THE PROBLEM: For this exercise, restate the records word for word.

ENTRIES SHOWN:

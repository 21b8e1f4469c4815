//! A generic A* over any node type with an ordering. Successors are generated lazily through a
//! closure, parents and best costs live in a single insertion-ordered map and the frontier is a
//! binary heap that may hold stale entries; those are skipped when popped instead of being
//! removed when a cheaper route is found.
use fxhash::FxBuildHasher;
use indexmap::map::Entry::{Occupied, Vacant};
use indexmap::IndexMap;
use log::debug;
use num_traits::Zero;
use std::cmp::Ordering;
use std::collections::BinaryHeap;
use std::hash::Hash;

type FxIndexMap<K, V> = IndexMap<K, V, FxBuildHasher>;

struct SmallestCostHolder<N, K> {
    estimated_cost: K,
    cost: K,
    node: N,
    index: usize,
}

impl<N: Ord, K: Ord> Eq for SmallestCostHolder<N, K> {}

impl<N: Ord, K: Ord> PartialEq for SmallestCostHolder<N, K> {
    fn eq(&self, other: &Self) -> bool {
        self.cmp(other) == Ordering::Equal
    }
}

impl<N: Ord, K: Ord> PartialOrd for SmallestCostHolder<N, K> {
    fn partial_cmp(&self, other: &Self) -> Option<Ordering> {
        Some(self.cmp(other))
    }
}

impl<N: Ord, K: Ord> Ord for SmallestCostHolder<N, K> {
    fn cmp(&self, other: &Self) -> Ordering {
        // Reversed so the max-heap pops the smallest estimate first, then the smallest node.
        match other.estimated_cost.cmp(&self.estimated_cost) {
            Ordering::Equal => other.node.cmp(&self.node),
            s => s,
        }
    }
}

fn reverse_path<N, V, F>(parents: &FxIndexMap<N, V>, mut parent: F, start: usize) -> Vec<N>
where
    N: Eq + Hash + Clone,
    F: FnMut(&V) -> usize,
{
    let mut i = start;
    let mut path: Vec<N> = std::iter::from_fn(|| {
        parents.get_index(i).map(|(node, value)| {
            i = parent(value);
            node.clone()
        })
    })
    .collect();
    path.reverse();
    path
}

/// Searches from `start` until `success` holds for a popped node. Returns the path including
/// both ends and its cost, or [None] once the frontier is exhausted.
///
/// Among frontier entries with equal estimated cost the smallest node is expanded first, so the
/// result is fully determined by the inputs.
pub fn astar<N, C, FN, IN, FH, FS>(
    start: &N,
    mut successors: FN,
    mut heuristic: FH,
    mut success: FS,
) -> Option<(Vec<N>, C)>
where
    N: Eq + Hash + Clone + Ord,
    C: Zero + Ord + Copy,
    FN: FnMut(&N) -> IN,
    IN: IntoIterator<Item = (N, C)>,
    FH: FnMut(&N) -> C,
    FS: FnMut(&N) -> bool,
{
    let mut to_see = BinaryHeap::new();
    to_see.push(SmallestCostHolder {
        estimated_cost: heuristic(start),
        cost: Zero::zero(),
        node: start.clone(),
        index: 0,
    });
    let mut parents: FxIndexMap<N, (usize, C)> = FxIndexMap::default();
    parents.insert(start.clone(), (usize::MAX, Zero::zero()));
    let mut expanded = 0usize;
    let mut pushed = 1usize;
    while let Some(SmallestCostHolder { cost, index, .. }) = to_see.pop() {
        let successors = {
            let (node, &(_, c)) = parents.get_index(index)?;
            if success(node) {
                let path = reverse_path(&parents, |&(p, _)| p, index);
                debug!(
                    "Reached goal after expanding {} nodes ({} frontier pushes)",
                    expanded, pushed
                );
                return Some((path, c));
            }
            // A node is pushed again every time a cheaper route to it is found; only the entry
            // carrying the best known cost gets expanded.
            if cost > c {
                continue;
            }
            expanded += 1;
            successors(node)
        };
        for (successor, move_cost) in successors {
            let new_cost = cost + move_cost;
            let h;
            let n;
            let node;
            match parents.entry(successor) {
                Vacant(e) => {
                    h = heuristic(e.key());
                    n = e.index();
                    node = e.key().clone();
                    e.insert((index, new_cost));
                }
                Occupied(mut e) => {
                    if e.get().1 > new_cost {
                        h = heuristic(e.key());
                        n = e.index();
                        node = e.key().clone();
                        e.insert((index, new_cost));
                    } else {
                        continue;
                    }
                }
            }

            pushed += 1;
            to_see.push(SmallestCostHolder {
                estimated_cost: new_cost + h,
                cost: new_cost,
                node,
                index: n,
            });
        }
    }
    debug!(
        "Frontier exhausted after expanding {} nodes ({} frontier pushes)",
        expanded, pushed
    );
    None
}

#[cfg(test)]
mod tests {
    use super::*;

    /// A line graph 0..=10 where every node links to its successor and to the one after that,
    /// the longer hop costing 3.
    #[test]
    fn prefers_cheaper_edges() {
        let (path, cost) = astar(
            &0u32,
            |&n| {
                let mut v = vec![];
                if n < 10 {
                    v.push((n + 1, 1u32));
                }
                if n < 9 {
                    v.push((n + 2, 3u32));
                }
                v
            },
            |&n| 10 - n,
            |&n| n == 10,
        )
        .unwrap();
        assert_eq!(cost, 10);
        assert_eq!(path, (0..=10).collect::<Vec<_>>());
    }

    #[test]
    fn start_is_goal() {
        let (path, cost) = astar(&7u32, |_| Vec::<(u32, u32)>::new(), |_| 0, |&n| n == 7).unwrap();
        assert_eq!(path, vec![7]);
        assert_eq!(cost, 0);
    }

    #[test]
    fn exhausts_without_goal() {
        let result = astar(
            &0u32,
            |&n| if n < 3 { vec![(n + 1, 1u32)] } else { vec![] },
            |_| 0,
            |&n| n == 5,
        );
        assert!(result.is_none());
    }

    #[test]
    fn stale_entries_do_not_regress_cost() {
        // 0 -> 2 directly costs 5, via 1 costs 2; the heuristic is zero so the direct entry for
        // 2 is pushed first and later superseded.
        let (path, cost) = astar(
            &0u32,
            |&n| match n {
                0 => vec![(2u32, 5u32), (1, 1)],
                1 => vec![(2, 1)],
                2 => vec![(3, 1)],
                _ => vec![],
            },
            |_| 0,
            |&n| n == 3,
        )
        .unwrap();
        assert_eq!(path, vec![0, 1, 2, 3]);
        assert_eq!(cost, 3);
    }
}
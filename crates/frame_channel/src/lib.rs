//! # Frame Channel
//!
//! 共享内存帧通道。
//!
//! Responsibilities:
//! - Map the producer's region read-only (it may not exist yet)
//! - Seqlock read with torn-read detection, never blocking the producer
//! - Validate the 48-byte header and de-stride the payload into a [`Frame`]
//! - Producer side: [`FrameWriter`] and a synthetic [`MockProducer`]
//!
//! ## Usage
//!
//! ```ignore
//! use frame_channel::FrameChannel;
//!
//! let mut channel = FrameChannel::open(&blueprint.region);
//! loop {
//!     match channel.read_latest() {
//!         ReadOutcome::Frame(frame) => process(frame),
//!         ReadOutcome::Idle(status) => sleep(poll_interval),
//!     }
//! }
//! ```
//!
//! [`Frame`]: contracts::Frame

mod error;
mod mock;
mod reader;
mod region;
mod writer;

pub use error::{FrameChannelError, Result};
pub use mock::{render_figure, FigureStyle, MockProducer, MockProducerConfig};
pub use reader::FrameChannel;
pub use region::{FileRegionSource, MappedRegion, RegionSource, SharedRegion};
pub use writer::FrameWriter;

SOLUTION TO THIS EXERCISE:
repository 21b8e1f4469c4815
//! A generic A* over any node type with an ordering. Successors are generated lazily through a
//! closure, parents and best costs live in a single insertion-ordered map and the frontier is a
//! binary heap that may hold stale entries; those are skipped when popped instead of being
//! removed when a cheaper route is found.
use fxhash::FxBuildHasher;
use indexmap::map::Entry::{Occupied, Vacant};
use indexmap::IndexMap;
use log::debug;
use num_traits::Zero;
use std::cmp::Ordering;
use std::collections::BinaryHeap;
use std::hash::Hash;

type FxIndexMap<K, V> = IndexMap<K, V, FxBuildHasher>;

struct SmallestCostHolder<N, K> {
    estimated_cost: K,
    cost: K,
    node: N,
    index: usize,
}

impl<N: Ord, K: Ord> Eq for SmallestCostHolder<N, K> {}

impl<N: Ord, K: Ord> PartialEq for SmallestCostHolder<N, K> {
    fn eq(&self, other: &Self) -> bool {
        self.cmp(other) == Ordering::Equal
    }
}

impl<N: Ord, K: Ord> PartialOrd for SmallestCostHolder<N, K> {
    fn partial_cmp(&self, other: &Self) -> Option<Ordering> {
        Some(self.cmp(other))
    }
}

impl<N: Ord, K: Ord> Ord for SmallestCostHolder<N, K> {
    fn cmp(&self, other: &Self) -> Ordering {
        // Reversed so the max-heap pops the smallest estimate first, then the smallest node.
        match other.estimated_cost.cmp(&self.estimated_cost) {
            Ordering::Equal => other.node.cmp(&self.node),
            s => s,
        }
    }
}

fn reverse_path<N, V, F>(parents: &FxIndexMap<N, V>, mut parent: F, start: usize) -> Vec<N>
where
    N: Eq + Hash + Clone,
    F: FnMut(&V) -> usize,
{
    let mut i = start;
    let mut path: Vec<N> = std::iter::from_fn(|| {
        parents.get_index(i).map(|(node, value)| {
            i = parent(value);
            node.clone()
        })
    })
    .collect();
    path.reverse();
    path
}

/// Searches from `start` until `success` holds for a popped node. Returns the path including
/// both ends and its cost, or [None] once the frontier is exhausted.
///
/// Among frontier entries with equal estimated cost the smallest node is expanded first, so the
/// result is fully determined by the inputs.
pub fn astar<N, C, FN, IN, FH, FS>(
    start: &N,
    mut successors: FN,
    mut heuristic: FH,
    mut success: FS,
) -> Option<(Vec<N>, C)>
where
    N: Eq + Hash + Clone + Ord,
    C: Zero + Ord + Copy,
    FN: FnMut(&N) -> IN,
    IN: IntoIterator<Item = (N, C)>,
    FH: FnMut(&N) -> C,
    FS: FnMut(&N) -> bool,
{
    let mut to_see = BinaryHeap::new();
    to_see.push(SmallestCostHolder {
        estimated_cost: heuristic(start),
        cost: Zero::zero(),
        node: start.clone(),
        index: 0,
    });
    let mut parents: FxIndexMap<N, (usize, C)> = FxIndexMap::default();
    parents.insert(start.clone(), (usize::MAX, Zero::zero()));
    let mut expanded = 0usize;
    let mut pushed = 1usize;
    while let Some(SmallestCostHolder { cost, index, .. }) = to_see.pop() {
        let successors = {
            let (node, &(_, c)) = parents.get_index(index)?;
            if success(node) {
                let path = reverse_path(&parents, |&(p, _)| p, index);
                debug!(
                    "Reached goal after expanding {} nodes ({} frontier pushes)",
                    expanded, pushed
                );
                return Some((path, c));
            }
            // A node is pushed again every time a cheaper route to it is found; only the entry
            // carrying the best known cost gets expanded.
            if cost > c {
                continue;
            }
            expanded += 1;
            successors(node)
        };
        for (successor, move_cost) in successors {
            let new_cost = cost + move_cost;
            let h;
            let n;
            let node;
            match parents.entry(successor) {
                Vacant(e) => {
                    h = heuristic(e.key());
                    n = e.index();
                    node = e.key().clone();
                    e.insert((index, new_cost));
                }
                Occupied(mut e) => {
                    if e.get().1 > new_cost {
                        h = heuristic(e.key());
                        n = e.index();
                        node = e.key().clone();
                        e.insert((index, new_cost));
                    } else {
                        continue;
                    }
                }
            }

            pushed += 1;
            to_see.push(SmallestCostHolder {
                estimated_cost: new_cost + h,
                cost: new_cost,
                node,
                index: n,
            });
        }
    }
    debug!(
        "Frontier exhausted after expanding {} nodes ({} frontier pushes)",
        expanded, pushed
    );
    None
}

#[cfg(test)]
mod tests {
    use super::*;

    /// A line graph 0..=10 where every node links to its successor and to the one after that,
    /// the longer hop costing 3.
    #[test]
    fn prefers_cheaper_edges() {
        let (path, cost) = astar(
            &0u32,
            |&n| {
                let mut v = vec![];
                if n < 10 {
                    v.push((n + 1, 1u32));
                }
                if n < 9 {
                    v.push((n + 2, 3u32));
                }
                v
            },
            |&n| 10 - n,
            |&n| n == 10,
        )
        .unwrap();
        assert_eq!(cost, 10);
        assert_eq!(path, (0..=10).collect::<Vec<_>>());
    }

    #[test]
    fn start_is_goal() {
        let (path, cost) = astar(&7u32, |_| Vec::<(u32, u32)>::new(), |_| 0, |&n| n == 7).unwrap();
        assert_eq!(path, vec![7]);
        assert_eq!(cost, 0);
    }

    #[test]
    fn exhausts_without_goal() {
        let result = astar(
            &0u32,
            |&n| if n < 3 { vec![(n + 1, 1u32)] } else { vec![] },
            |_| 0,
            |&n| n == 5,
        );
        assert!(result.is_none());
    }

    #[test]
    fn stale_entries_do_not_regress_cost() {
        // 0 -> 2 directly costs 5, via 1 costs 2; the heuristic is zero so the direct entry for
        // 2 is pushed first and later superseded.
        let (path, cost) = astar(
            &0u32,
            |&n| match n {
                0 => vec![(2u32, 5u32), (1, 1)],
                1 => vec![(2, 1)],
                2 => vec![(3, 1)],
                _ => vec![],
            },
            |_| 0,
            |&n| n == 3,
        )
        .unwrap();
        assert_eq!(path, vec![0, 1, 2, 3]);
        assert_eq!(cost, 3);
    }
}
filename crates/frame_channel/src/lib.rs
//! # Frame Channel
//!
//! 共享内存帧通道。
//!
//! Responsibilities:
//! - Map the producer's region read-only (it may not exist yet)
//! - Seqlock read with torn-read detection, never blocking the producer
//! - Validate the 48-byte header and de-stride the payload into a [`Frame`]
//! - Producer side: [`FrameWriter`] and a synthetic [`MockProducer`]
//!
//! ## Usage
//!
//! ```ignore
//! use frame_channel::FrameChannel;
//!
//! let mut channel = FrameChannel::open(&blueprint.region);
//! loop {
//!     match channel.read_latest() {
//!         ReadOutcome::Frame(frame) => process(frame),
//!         ReadOutcome::Idle(status) => sleep(poll_interval),
//!     }
//! }
//! ```
//!
//! [`Frame`]: contracts::Frame

mod error;
mod mock;
mod reader;
mod region;
mod writer;

pub use error::{FrameChannelError, Result};
pub use mock::{render_figure, FigureStyle, MockProducer, MockProducerConfig};
pub use reader::FrameChannel;
pub use region::{FileRegionSource, MappedRegion, RegionSource, SharedRegion};
pub use writer::FrameWriter;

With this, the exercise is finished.